• ASSIGNED TASK: Find the word "impl" in the data below and copy each line that holds it.

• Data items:

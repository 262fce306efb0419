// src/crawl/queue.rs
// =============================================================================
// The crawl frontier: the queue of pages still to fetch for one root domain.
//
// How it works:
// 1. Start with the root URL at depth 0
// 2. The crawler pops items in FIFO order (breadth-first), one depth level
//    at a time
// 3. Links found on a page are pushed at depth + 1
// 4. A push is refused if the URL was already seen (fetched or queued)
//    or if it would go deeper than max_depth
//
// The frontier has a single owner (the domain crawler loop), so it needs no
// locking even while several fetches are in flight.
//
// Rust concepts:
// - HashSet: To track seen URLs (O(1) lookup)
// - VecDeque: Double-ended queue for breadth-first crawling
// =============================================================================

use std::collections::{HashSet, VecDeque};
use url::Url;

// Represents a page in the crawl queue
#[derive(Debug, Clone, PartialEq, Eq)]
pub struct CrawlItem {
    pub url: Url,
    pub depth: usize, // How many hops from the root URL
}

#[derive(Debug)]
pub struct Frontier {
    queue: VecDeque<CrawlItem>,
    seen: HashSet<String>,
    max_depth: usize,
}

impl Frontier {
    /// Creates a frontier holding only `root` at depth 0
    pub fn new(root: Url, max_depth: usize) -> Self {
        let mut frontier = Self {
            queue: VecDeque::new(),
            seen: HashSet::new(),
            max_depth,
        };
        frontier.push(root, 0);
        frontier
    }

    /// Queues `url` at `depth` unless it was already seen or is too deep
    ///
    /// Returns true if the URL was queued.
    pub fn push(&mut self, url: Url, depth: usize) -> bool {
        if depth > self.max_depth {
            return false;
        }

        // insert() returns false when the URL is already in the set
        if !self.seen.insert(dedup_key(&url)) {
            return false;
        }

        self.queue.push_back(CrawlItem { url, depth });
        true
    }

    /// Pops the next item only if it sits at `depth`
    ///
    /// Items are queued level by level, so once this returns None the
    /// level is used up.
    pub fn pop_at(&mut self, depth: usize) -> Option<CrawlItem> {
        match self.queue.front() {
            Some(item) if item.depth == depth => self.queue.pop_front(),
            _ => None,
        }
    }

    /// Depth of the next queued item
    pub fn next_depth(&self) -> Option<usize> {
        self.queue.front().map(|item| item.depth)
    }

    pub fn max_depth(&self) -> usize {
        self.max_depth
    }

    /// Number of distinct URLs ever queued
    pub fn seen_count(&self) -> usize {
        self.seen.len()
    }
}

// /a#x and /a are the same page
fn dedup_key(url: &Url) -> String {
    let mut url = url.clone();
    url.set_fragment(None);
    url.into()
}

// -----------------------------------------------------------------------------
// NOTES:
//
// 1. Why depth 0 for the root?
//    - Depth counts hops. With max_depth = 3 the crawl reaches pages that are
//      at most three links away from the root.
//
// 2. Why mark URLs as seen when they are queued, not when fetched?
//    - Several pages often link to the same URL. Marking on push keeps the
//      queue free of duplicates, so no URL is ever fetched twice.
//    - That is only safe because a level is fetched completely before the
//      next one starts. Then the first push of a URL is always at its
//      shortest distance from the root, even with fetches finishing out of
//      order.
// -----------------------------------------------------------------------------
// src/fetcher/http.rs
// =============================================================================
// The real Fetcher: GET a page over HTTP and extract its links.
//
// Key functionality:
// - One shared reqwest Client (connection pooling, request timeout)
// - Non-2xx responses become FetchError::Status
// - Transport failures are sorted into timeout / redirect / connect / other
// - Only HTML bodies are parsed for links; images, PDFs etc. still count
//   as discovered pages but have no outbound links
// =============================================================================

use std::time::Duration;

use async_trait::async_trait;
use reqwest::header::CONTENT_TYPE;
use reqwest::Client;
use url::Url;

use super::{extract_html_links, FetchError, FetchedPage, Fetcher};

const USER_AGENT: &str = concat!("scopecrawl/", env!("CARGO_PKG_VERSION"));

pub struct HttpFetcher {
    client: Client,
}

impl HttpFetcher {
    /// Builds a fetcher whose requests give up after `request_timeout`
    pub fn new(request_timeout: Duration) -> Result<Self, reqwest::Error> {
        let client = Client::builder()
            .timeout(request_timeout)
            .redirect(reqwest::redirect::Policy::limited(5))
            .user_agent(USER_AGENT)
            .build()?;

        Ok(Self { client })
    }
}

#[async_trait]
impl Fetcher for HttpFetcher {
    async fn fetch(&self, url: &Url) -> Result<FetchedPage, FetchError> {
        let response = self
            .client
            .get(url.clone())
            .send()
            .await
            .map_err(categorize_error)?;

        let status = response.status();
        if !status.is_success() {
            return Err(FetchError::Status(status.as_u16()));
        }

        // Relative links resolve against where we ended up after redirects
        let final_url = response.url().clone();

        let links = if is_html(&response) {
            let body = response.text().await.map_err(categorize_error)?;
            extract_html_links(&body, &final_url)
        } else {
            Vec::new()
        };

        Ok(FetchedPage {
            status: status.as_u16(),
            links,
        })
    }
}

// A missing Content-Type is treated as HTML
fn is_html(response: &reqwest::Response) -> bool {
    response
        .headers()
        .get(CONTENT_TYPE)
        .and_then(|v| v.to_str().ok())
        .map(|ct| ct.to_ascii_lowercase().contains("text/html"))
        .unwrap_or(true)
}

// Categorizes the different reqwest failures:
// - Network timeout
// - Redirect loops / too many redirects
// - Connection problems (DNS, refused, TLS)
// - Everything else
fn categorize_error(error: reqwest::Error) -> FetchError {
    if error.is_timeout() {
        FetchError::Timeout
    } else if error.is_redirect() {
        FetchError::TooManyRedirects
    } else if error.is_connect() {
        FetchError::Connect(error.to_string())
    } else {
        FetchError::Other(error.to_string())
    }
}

• RESULT OF THE EXERCISE:
impl Frontier {
impl HttpFetcher {
impl Fetcher for HttpFetcher {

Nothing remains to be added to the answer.